One could argue that nothing is new here--fear has always motivated directors, who don't want to lose a prestigious gig that has traditionally paid well for modest work. What has changed is that the workload has increased--and so has the degree of fear they feel. The first great eruption of board assertiveness was in 1992, when directors fired the CEOs of such iconic companies as IBM, General Motors, and American Express. Then, the fear was of shame and embarrassment; IBM could have been taken over, for example, and GM almost filed for bankruptcy. During the '90s economic expansion and bull market madness, fear went into hiding. Now it's back.

That's a welcome development for many people, such as headhunters. The obvious reason is that whenever a CEO gets fired, a replacement has to be hired. The less visible reason is that boards are increasingly hiring search firms even when they have well-qualified internal candidates. So, for example, the Disney board hired Heidrick & Struggles, which evaluated Bob Iger, the insider who got the job, on the same basis as the outside candidates. "I've never before seen the enormous tendency for companies to retain us to provide options to internal candidates who seem acceptable," says Heidrick senior chairman Gerry Roche, "but they want to show they're discharging their responsibilities."

Roche and his competitors may be busier than ever this year. CEO turnover seems likely to increase, whether because of legal issues or tougher governance (see following stories). First, many CEOs may decide themselves to hang it up. "They're burning out," says Tom Neff, chairman of U.S. operations at SpencerStuart, a headhunting firm. With the economy strong and the Dow back near its all-time high, a CEO's best strategic move now may be to Palm Beach. A prominent CEO who asks not to be named says, "You'll be surprised by the number of CEOs who retire this year."
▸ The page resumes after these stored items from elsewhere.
//! Service error types with HTTP status code mapping.
//!
//! [`BoxOfficeError`] is the central error type. Each variant maps to a
//! specific HTTP status code and structured JSON error response.

use axum::http::StatusCode;
use axum::response::{IntoResponse, Response};
use serde::Serialize;
use utoipa::ToSchema;

use crate::domain::{
    EventId, NotificationId, TicketTypeId, TransactionId, TransactionStatus,
};

/// Structured JSON error response body.
///
/// All error responses follow this shape:
/// ```json
/// {
///   "error": {
///     "code": 4001,
///     "message": "insufficient inventory: requested 3, available 2",
///     "details": null
///   }
/// }
/// ```
#[derive(Debug, Serialize, ToSchema)]
pub struct ErrorResponse {
    /// Structured error payload.
    pub error: ErrorBody,
}

/// Inner error body with numeric code and human-readable message.
#[derive(Debug, Serialize, ToSchema)]
pub struct ErrorBody {
    /// Numeric error code (see code ranges on [`BoxOfficeError`]).
    pub code: u32,
    /// Human-readable error message.
    pub message: String,
    /// Optional additional details.
    #[serde(skip_serializing_if = "Option::is_none")]
    pub details: Option<String>,
}

/// Server-side error enum with HTTP status code mapping.
///
/// # Error Code Ranges
///
/// | Range     | Category         | HTTP Status                  |
/// |-----------|------------------|------------------------------|
/// | 1000–1999 | Validation/Auth  | 400 / 401 / 403              |
/// | 2000–2999 | State/Not Found  | 404 Not Found / 409 Conflict |
/// | 3000–3999 | Server           | 500 / 503                    |
/// | 4000–4999 | Business rules   | 409 / 422                    |
#[derive(Debug, thiserror::Error)]
pub enum BoxOfficeError {
    /// Ticket type is missing or soft-deleted.
    #[error("ticket type not found: {0}")]
    TicketTypeNotFound(TicketTypeId),

    /// Transaction is missing (or not visible to the caller).
    #[error("transaction not found: {0}")]
    TransactionNotFound(TransactionId),

    /// Event is missing.
    #[error("event not found: {0}")]
    EventNotFound(EventId),

    /// Notification is missing (or not owned by the caller).
    #[error("notification not found: {0}")]
    NotificationNotFound(NotificationId),

    /// Request validation failed.
    #[error("invalid request: {0}")]
    InvalidRequest(String),

    /// Bearer token missing, malformed, or rejected.
    #[error("unauthorized: {0}")]
    Unauthorized(String),

    /// Authenticated caller lacks the required role.
    #[error("forbidden: {0}")]
    Forbidden(String),

    /// Not enough tickets left for the requested quantity.
    #[error("insufficient inventory: requested {requested}, available {available}")]
    InsufficientInventory {
        /// Quantity the caller asked for.
        requested: u32,
        /// Quantity available when the request was evaluated.
        available: u32,
    },

    /// Transaction already left `Pending`; terminal states are immutable.
    #[error("transaction {id} is {from}, cannot move to {to}")]
    InvalidTransition {
        /// Transaction identifier.
        id: TransactionId,
        /// Current (terminal) status.
        from: TransactionStatus,
        /// Requested status.
        to: TransactionStatus,
    },

    /// Waitlist join refused because the ticket type is not sold out.
    #[error("ticket type {0} still has tickets available")]
    TicketsStillAvailable(TicketTypeId),

    /// Lost a race on an atomic update; the caller should retry.
    #[error("concurrency conflict: {0}")]
    ConcurrencyConflict(String),

    /// Storage layer failure.
    #[error("persistence error: {0}")]
    PersistenceFailure(String),

    /// Notification delivery failed. Never rolls back business state.
    #[error("notification error: {0}")]
    NotificationFailure(String),

    /// Internal server error.
    #[error("internal error: {0}")]
    Internal(String),
}

impl BoxOfficeError {
    /// Returns the numeric error code for this variant.
    #[must_use]
    pub const fn error_code(&self) -> u32 {
        match self {
            Self::InvalidRequest(_) => 1001,
            Self::Unauthorized(_) => 1101,
            Self::Forbidden(_) => 1102,
            Self::TicketTypeNotFound(_) => 2001,
            Self::TransactionNotFound(_) => 2002,
            Self::EventNotFound(_) => 2003,
            Self::NotificationNotFound(_) => 2004,
            Self::InvalidTransition { .. } => 2101,
            Self::ConcurrencyConflict(_) => 2102,
            Self::Internal(_) => 3000,
            Self::PersistenceFailure(_) => 3001,
            Self::NotificationFailure(_) => 3002,
            Self::InsufficientInventory { .. } => 4001,
            Self::TicketsStillAvailable(_) => 4002,
        }
    }

    /// Returns the HTTP status code for this variant.
    #[must_use]
    pub const fn status_code(&self) -> StatusCode {
        match self {
            Self::InvalidRequest(_) => StatusCode::BAD_REQUEST,
            Self::Unauthorized(_) => StatusCode::UNAUTHORIZED,
            Self::Forbidden(_) => StatusCode::FORBIDDEN,
            Self::TicketTypeNotFound(_)
            | Self::TransactionNotFound(_)
            | Self::EventNotFound(_)
            | Self::NotificationNotFound(_) => StatusCode::NOT_FOUND,
            Self::InvalidTransition { .. }
            | Self::ConcurrencyConflict(_)
            | Self::TicketsStillAvailable(_) => StatusCode::CONFLICT,
            Self::InsufficientInventory { .. } => StatusCode::UNPROCESSABLE_ENTITY,
            Self::PersistenceFailure(_) => StatusCode::SERVICE_UNAVAILABLE,
            Self::NotificationFailure(_) | Self::Internal(_) => {
                StatusCode::INTERNAL_SERVER_ERROR
            }
        }
    }

    /// Returns `true` for rejections caused by the request itself rather
    /// than by a system fault.
    #[must_use]
    pub const fn is_business_rejection(&self) -> bool {
        matches!(
            self,
            Self::TicketTypeNotFound(_)
                | Self::TransactionNotFound(_)
                | Self::EventNotFound(_)
                | Self::NotificationNotFound(_)
                | Self::InvalidRequest(_)
                | Self::InsufficientInventory { .. }
                | Self::InvalidTransition { .. }
                | Self::TicketsStillAvailable(_)
        )
    }
}

impl From<sqlx::Error> for BoxOfficeError {
    fn from(err: sqlx::Error) -> Self {
        // 40001 serialization_failure, 40P01 deadlock_detected
        if let sqlx::Error::Database(db) = &err
            && matches!(db.code().as_deref(), Some("40001" | "40P01"))
        {
            return Self::ConcurrencyConflict(db.message().to_string());
        }
        Self::PersistenceFailure(err.to_string())
    }
}

impl IntoResponse for BoxOfficeError {
    fn into_response(self) -> Response {
        let status = self.status_code();
        if status.is_server_error() {
            tracing::error!(error = %self, "request failed");
        }
        let details = match &self {
            Self::InsufficientInventory { available, .. } => {
                Some(format!("available={available}"))
            }
            _ => None,
        };
        let body = ErrorResponse {
            error: ErrorBody {
                code: self.error_code(),
                message: self.to_string(),
                details,
            },
        };
        let mut response = axum::Json(body).into_response();
        *response.status_mut() = status;
        response
    }
}
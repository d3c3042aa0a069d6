use std::process::Stdio;

use anyhow::{Context, Result, anyhow, bail, ensure};
use async_trait::async_trait;
use tokio::io::AsyncWriteExt;
use tokio::process::Command;

use crate::core::GraphRenderer;
use crate::schemas::chart::ImageKind;
use crate::schemas::legacy::GraphJob;

const LAYOUT_ENGINES: &[&str] = &[
    "dot",
    "neato",
    "fdp",
    "sfdp",
    "circo",
    "twopi",
    "osage",
    "patchwork",
];

const RENDER_DPI: f64 = 96.0;

/// Graph layout via the graphviz `dot` binary. The document is piped
/// over stdin; the engine name is untrusted input and must be one of the
/// known layout engines.
pub struct GraphvizCli;

#[async_trait]
impl GraphRenderer for GraphvizCli {
    async fn render(&self, job: &GraphJob) -> Result<Vec<u8>> {
        ensure!(
            LAYOUT_ENGINES.contains(&job.engine.as_str()),
            "Unknown layout engine `{}`",
            job.engine
        );

        let mut cmd = Command::new("dot");
        cmd.arg(format!("-K{}", job.engine));
        cmd.arg(format!(
            "-T{}",
            match job.format {
                ImageKind::Png => "png",
                ImageKind::Svg => "svg",
            }
        ));
        if let (Some(width), Some(height)) = (job.width, job.height) {
            cmd.arg(format!(
                "-Gsize={:.2},{:.2}!",
                width as f64 / RENDER_DPI,
                height as f64 / RENDER_DPI
            ));
            cmd.arg(format!("-Gdpi={RENDER_DPI}"));
        }
        cmd.stdin(Stdio::piped())
            .stdout(Stdio::piped())
            .stderr(Stdio::piped());

        let mut child = cmd.spawn().context("failed to launch graphviz")?;
        let mut stdin = child
            .stdin
            .take()
            .ok_or_else(|| anyhow!("graphviz stdin unavailable"))?;
        stdin.write_all(job.document.as_bytes()).await?;
        drop(stdin);

        let output = child.wait_with_output().await?;
        if !output.status.success() {
            bail!(
                "graphviz failed: {}",
                String::from_utf8_lossy(&output.stderr).trim()
            );
        }

        Ok(output.stdout)
    }
}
Second, the fear factor sparked by government investigations is growing. Eliot Spitzer is on the prowl, and the conviction of Bernie Ebbers only adds to director anxiety. There's just nothing good about overseeing a CEO during the period when he committed nine serious federal crimes. Directors will try harder than ever to avoid that scenario--which surely means, among other things, more CEOs getting knocked down.